# Arithmetic Conversion: Why Is My Result Rounded?

On a few occasions I have come across developers struggling to understand why a mathematical expression fails to produce the value they were expecting; the latest instance of this was in a StackExchange question today. In this situation in particular the phrasing of the question (which is asking how to specify the precision of a decimal variable) demonstrates just how confusing this issue can be. The behaviour being observed is due to something called arithmetic conversion and specifically the rules which govern its behaviour.

### An Example

The clearest way to demonstrate the problem is to work with numeric values directly, as we can work through the expression in the same way that the system does.

```
Double x = 3 * (5 / 2);
```

Chances are, if you're not aware of how arithmetic conversion rules typically work, you will expect x to have the value 7.5, so what do we actually get if that is not the case?

```
// Output: USER_DEBUG [2]|DEBUG|x = 6.0
```

Oh. What happened? We have been victims of rounding: when the expression (5 / 2) was calculated, the result of it was rounded down to 2, so when it is subsequently multiplied by 3 we get the value 6. All of the values we use in our expression are integers, and we would have obtained the exact same result if we had used integer variables in place of the numeric constants.

### Wait, Why?

Put simply, arithmetic conversion is a process whereby a system will convert the types of variables automatically when different types are used together in an expression. The reason for doing so is to ensure precision is maintained, yet in our scenario (and many others) the type of the variable being assigned to in the end is not relevant during the initial calculations.

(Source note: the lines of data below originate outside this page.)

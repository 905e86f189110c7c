pub mod completion;
pub mod config;
//! Strict pre-flight: check every slide without presenting.

use crate::error::{DeckError, Result};
use crate::parser::Presentation;
use crate::render::image_cache::ImageCache;
use crate::render::{Viewport, fit_slide};

/// Outcome of a successful pre-flight.
#[derive(Debug, Clone, Copy, PartialEq, Eq)]
pub struct Report {
    pub slides: usize,
    pub viewport: Viewport,
}

/// Classify and measure every slide at full reveal against `viewport`.
/// Classification failures, overflowing slides and image failures are
/// collected and returned together.
pub fn check(pres: &Presentation, viewport: Viewport, images: &ImageCache) -> Result<Report> {
    let mut problems = Vec::new();
    for (index, slide) in pres.slides.iter().enumerate() {
        if slide.is_blank {
            continue;
        }
        match fit_slide(pres, index, viewport, images) {
            Ok(fit) if fit.overflows() => problems.push(format!(
                "slide {} (line {}): content needs {} rows but only {} fit in {}x{}",
                slide.number,
                slide.line,
                fit.metrics.height,
                fit.available,
                viewport.width,
                viewport.height
            )),
            Ok(_) => {}
            Err(e) => problems.push(format!("{:#}", anyhow::Error::from(e))),
        }
    }
    for (source, error) in images.failures() {
        problems.push(format!("image {source}: {error}"));
    }

    tracing::debug!(
        "checked {} slides at {}x{}, {} problem(s)",
        pres.slides.len(),
        viewport.width,
        viewport.height,
        problems.len()
    );
    if problems.is_empty() {
        Ok(Report {
            slides: pres.slides.len(),
            viewport,
        })
    } else {
        Err(DeckError::Validation(problems))
    }
}
//! Raw-mode terminal session built on crossterm.

use std::io::{self, Stdout, Write};

use crossterm::event::{self, Event, KeyCode, KeyEvent, KeyEventKind, KeyModifiers};
use crossterm::style::{
    Attribute, Color, Print, ResetColor, SetAttribute, SetBackgroundColor, SetForegroundColor,
};
use crossterm::{cursor, execute, queue, terminal};

use crate::navigation::Key;
use crate::render::markup::{self, Style};
use crate::render::{Frame, Viewport};

/// Current terminal size, or `None` when stdout is not a terminal.
pub fn size() -> Option<Viewport> {
    terminal::size()
        .ok()
        .filter(|&(w, h)| w > 0 && h > 0)
        .map(|(w, h)| Viewport::new(w as usize, h as usize))
}

/// Owns raw mode and the alternate screen. Dropping it restores the
/// terminal, including while a panic unwinds.
pub struct Session {
    out: Stdout,
}

impl Session {
    pub fn start() -> io::Result<Self> {
        terminal::enable_raw_mode()?;
        let mut out = io::stdout();
        if let Err(e) = execute!(out, terminal::EnterAlternateScreen, cursor::Hide) {
            let _ = terminal::disable_raw_mode();
            return Err(e);
        }
        tracing::debug!("terminal session started");
        Ok(Self { out })
    }

    pub fn viewport(&self) -> Viewport {
        size().unwrap_or(Viewport::FALLBACK)
    }

    pub fn draw(&mut self, frame: &Frame) -> io::Result<()> {
        let base = Style {
            fg: Some(frame.foreground),
            bg: Some(frame.background),
            ..Style::default()
        };
        queue!(self.out, cursor::MoveTo(0, 0))?;
        for (row, line) in frame.lines.iter().enumerate() {
            queue!(self.out, cursor::MoveTo(0, row as u16))?;
            for (text, style) in markup::spans(line, base) {
                apply_style(&mut self.out, style)?;
                queue!(self.out, Print(text))?;
            }
        }
        queue!(self.out, SetAttribute(Attribute::Reset), ResetColor)?;
        self.out.flush()
    }

    /// Block until a key press or resize arrives.
    pub fn read_key(&mut self) -> io::Result<Key> {
        loop {
            match event::read()? {
                Event::Key(key) if key.kind == KeyEventKind::Press => return Ok(key_from_event(key)),
                Event::Resize(..) => return Ok(Key::Resize),
                _ => {}
            }
        }
    }
}

impl Drop for Session {
    fn drop(&mut self) {
        let _ = execute!(
            self.out,
            SetAttribute(Attribute::Reset),
            ResetColor,
            cursor::Show,
            terminal::LeaveAlternateScreen
        );
        let _ = terminal::disable_raw_mode();
        tracing::debug!("terminal restored");
    }
}

fn apply_style(out: &mut Stdout, style: Style) -> io::Result<()> {
    queue!(
        out,
        SetAttribute(Attribute::Reset),
        SetForegroundColor(style.fg.unwrap_or(Color::Reset)),
        SetBackgroundColor(style.bg.unwrap_or(Color::Reset)),
    )?;
    let attributes = [
        (style.bold, Attribute::Bold),
        (style.italic, Attribute::Italic),
        (style.dim, Attribute::Dim),
        (style.underline, Attribute::Underlined),
        (style.reverse, Attribute::Reverse),
    ];
    for (on, attribute) in attributes {
        if on {
            queue!(out, SetAttribute(attribute))?;
        }
    }
    Ok(())
}

/// Translate a crossterm key event into a backend-neutral [`Key`].
pub fn key_from_event(event: KeyEvent) -> Key {
    match event.code {
        KeyCode::Char('c') | KeyCode::Char('C')
            if event.modifiers.contains(KeyModifiers::CONTROL) =>
        {
            Key::CtrlC
        }
        KeyCode::Char(c) => Key::Char(c),
        KeyCode::Left => Key::Left,
        KeyCode::Right => Key::Right,
        KeyCode::Up => Key::Up,
        KeyCode::Down => Key::Down,
        KeyCode::PageUp => Key::PageUp,
        KeyCode::PageDown => Key::PageDown,
        KeyCode::Home => Key::Home,
        KeyCode::End => Key::End,
        KeyCode::Enter => Key::Enter,
        KeyCode::Backspace => Key::Backspace,
        KeyCode::Tab => Key::Tab,
        KeyCode::Esc => Key::Esc,
        _ => Key::Other,
    }
}
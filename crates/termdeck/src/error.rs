use thiserror::Error;

/// Structural problems found while compiling the document.
#[derive(Debug, Error, PartialEq, Eq)]
pub enum ParseError {
    #[error("unterminated frontmatter block starting at line 1")]
    UnterminatedFrontmatter,
}

/// A slide that cannot be drawn with the layout its content selects.
#[derive(Debug, Error, PartialEq, Eq)]
pub enum ClassifyError {
    #[error("{layout} slide must contain exactly one heading line, found extra content: {extra:?}")]
    ExtraContent { layout: &'static str, extra: String },

    #[error("image slide has no image reference outside code blocks")]
    MissingImage,
}

/// Recoverable per-image failures. Rendering substitutes a placeholder.
#[derive(Debug, Clone, Error)]
pub enum ResourceError {
    #[error("image not found: {0}")]
    NotFound(String),

    #[error("failed to decode image {source_name}: {reason}")]
    Decode { source_name: String, reason: String },

    #[error("failed to fetch {url}: {reason}")]
    Network { url: String, reason: String },
}

#[derive(Debug, Error)]
pub enum DeckError {
    #[error("failed to read {path}")]
    Read {
        path: String,
        #[source]
        source: std::io::Error,
    },

    #[error("failed to fetch {url}: {reason}")]
    Fetch { url: String, reason: String },

    #[error("failed to parse {path}")]
    Parse {
        path: String,
        #[source]
        source: ParseError,
    },

    #[error("no slides found in {0}")]
    Empty(String),

    #[error("slide {number} (line {line})")]
    Classify {
        number: usize,
        line: usize,
        #[source]
        source: ClassifyError,
    },

    #[error("strict validation failed with {} problem(s):\n{}", .0.len(), .0.join("\n"))]
    Validation(Vec<String>),

    #[error("terminal error")]
    Terminal(#[from] std::io::Error),
}

pub type Result<T, E = DeckError> = std::result::Result<T, E>;

#[cfg(test)]
mod tests {
    use super::*;

    #[test]
    fn test_classify_error_names_slide() {
        let err = DeckError::Classify {
            number: 3,
            line: 12,
            source: ClassifyError::MissingImage,
        };
        let msg = format!("{:#}", anyhow::Error::from(err));
        assert_eq!(
            msg,
            "slide 3 (line 12): image slide has no image reference outside code blocks"
        );
    }

    #[test]
    fn test_validation_report_lists_every_problem() {
        let err = DeckError::Validation(vec!["slide 1: a".into(), "slide 4: b".into()]);
        let msg = err.to_string();
        assert!(msg.contains("2 problem(s)"));
        assert!(msg.contains("slide 4: b"));
    }
}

In the code statement we used the division is the first part of the expression evaluated, and here we only deal with integers and so there is no need for conversion to another type. After the division, we have integer multiplication to perform (3 * 2), and again no conversions are required. Only after this, when the assignment is carried out, do we encounter a type mismatch between operands. On the right hand side we have the value 6, and on the left, a double precision variable to which it must be assigned; predictably the value we end up with is 6.0.

### Fixing It

The solution to this is probably simpler than you might expect, or it could be that you have already spotted it. The problem arises because we use integers in a statement where we already know that the result will most likely not be a whole number, so the solution is to use a more precise value to begin with.

```
Double x = 3 * (5 / 2.0);
// Output: USER_DEBUG [2]|DEBUG|x = 7.5);
```

Adding .0 indicates to the compiler that our value should be interpreted as a `Double`

or `Decimal`

type (similarly appending `L`

would indicate a `Long`

type), and by doing so the system then knows that it needs to use double precision when using this value in an expression. In the case of (5 / 2.0) it converts the type of the constant 5 to match that of 2.0, and then the result uses double precision also, with the value 2.5.

The documentation explains these suffices and also includes an interesting, but not unexpected, note regarding the use of numeric constants which are too large to be stored in an `Integer`

variable (side note: judging by the 11 digit example the system uses 32 bit integers).

Additional Considerations for Data Types Data Types of Numeric Values Numeric values represent Integer values unless they are appended with L for a Long or with .0 for a Double or Decimal. For example, the expression Long d = 123; declares a Long variable named d and assigns it to an Integer numeric value (123), which is implicitly converted to a Long. The Integer value on the right hand side is within the range for Integers and the assignment succeeds. However, if the numeric value on the right hand side exceeds the maximum value for an Integer, you get a compilation error. In this case, the solution is to append L to the numeric value so that it represents a Long value which has a wider range, as shown in this example: Long d = 2147483648L;.

### What if I'm Using Variables, Not Constants?

If you have been caught out by this problem there is a fair chance you're dividing by an integer constant and can use the fix above. If you are using two Integer variables you can probably change the type of one to be more suitable, again making for an easy fix.

```
Double y = 5; // Integer y = 5;
Double x = 3 * (y / 2);
```

Last but not least, if you absolutely have to keep the types as they are, you'll be pleased to know that there is yet another easy fix: just use an explicit cast.

```
Integer y = 5;
Integer z = 2;
Double x = 3 * (y / (Double)z);
```

### Wrap Up

To summarise, if you ever find that the result of a calculation is not as you expect, and you know the expression and input are correct, then check to see what data types are involved. An extra two key presses could be all you need to preserve your sanity.